Pick each line that has "decorators" out of the records.
• • • •
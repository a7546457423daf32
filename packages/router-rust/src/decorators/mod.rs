//! Built-in decorators, each registered through its factory.
//!
//! - [`LoggingFactory`]: `tracing` span per attempt with duration and outcome
//! - [`TimeoutFactory`]: per-attempt deadline with child-token cancellation
//! - [`CircuitBreakerFactory`]: per-key breaker that rejects keys that keep failing
//! - [`ConcurrencyLimitFactory`]: semaphore-based load shedding
//!
//! Registration order is outer to inner; a typical stack is
//! `[logging, concurrency, circuit breaker, timeout]`.

pub mod circuit_breaker;
pub mod concurrency;
pub mod logging;
pub mod timeout;

pub use circuit_breaker::{CircuitBreakerDecorator, CircuitBreakerFactory, CircuitState};
pub use concurrency::{ConcurrencyLimitDecorator, ConcurrencyLimitFactory};
pub use logging::{LoggingDecorator, LoggingFactory};
pub use timeout::{TimeoutDecorator, TimeoutFactory};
• • • •
## THE ANSWER:
filename packages/router-rust/src/decorators/mod.rs
//! Built-in decorators, each registered through its factory.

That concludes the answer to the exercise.